Friday ForumAs folks who travel in sustainability circles know well, the Leadership in Energy and Environmental Design green rating system, better known as LEED® certification, is far and away the industry leader when it comes to validating green construction projects.  Developed by the Washington, D.C. non-profit the U.S. Green Building Council (“USGBC”), LEED had been used to certify the green bona fides of more than 55,000 projects around the world as of October 2013; by way of comparison, a rival system, Green Globes, had been used for just 850.
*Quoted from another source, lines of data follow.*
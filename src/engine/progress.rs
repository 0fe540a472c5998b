//! Live progress for the scan: a counter with the most recently found repository.

use kdam::{Bar, BarExt};

/// Receives collector updates. Each call redraws the whole status line.
pub trait ProgressRenderer {
    /// A repository was appended; `count` is the cumulative total, `path` the newest one.
    fn found(&mut self, count: usize, path: &str);
    /// Scanning is over. `count` is the number written, or 0 when the build failed.
    fn finish(&mut self, count: usize);
}

/// Renders nothing. Used by library callers and tests.
#[derive(Debug, Default)]
pub struct NoopRenderer;

impl ProgressRenderer for NoopRenderer {
    fn found(&mut self, _count: usize, _path: &str) {}
    fn finish(&mut self, _count: usize) {}
}

/// Create a counter for unknown total (shows count without percentage)
pub fn create_counter(desc: &'static str) -> Bar {
    kdam::tqdm!(
        total = 0,
        desc = desc,
        position = 0,
        unit = " repos"
    )
}

/// kdam counter on stderr: `Scanning: 12 repos [..] found: /src/last/`.
pub struct CounterRenderer {
    bar: Bar,
}

impl CounterRenderer {
    pub fn new(desc: &'static str) -> Self {
        Self {
            bar: create_counter(desc),
        }
    }
}

impl ProgressRenderer for CounterRenderer {
    fn found(&mut self, count: usize, path: &str) {
        self.bar.set_postfix(format!("found: {path}"));
        let _ = self.bar.update_to(count);
    }

    fn finish(&mut self, _count: usize) {
        let _ = self.bar.clear();
    }
}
My Twitter feed has featured a series of “good news” chirps for USGBC lately.  For example, about a month ago, the agency touted its release of the 2013 Top Ten States for LEED (North Carolina cracked the top ten at #7):

Locally, Barnhill Contracting promoted a Triangle Business Journal slideshow featuring some high-profile Triangle projects to obtain LEED certification recently:

https://twitter.com/BarnhillCC/status/436692686863482880

But another series of tweets reveals that the USGBC is facing unprecedented challenges that call into question its continued dominance of the rating system marketplace.  As best as I can tell, these challenges fall into three categories: (1) its competitor, Green Globes, is starting to make inroads; (2) some state legislatures are seeking to ban use of LEED on public construction projects; and (3) the adoption of green building codes by state and local governments calls into question the value of voluntary rating systems like LEED and Green Globes altogether.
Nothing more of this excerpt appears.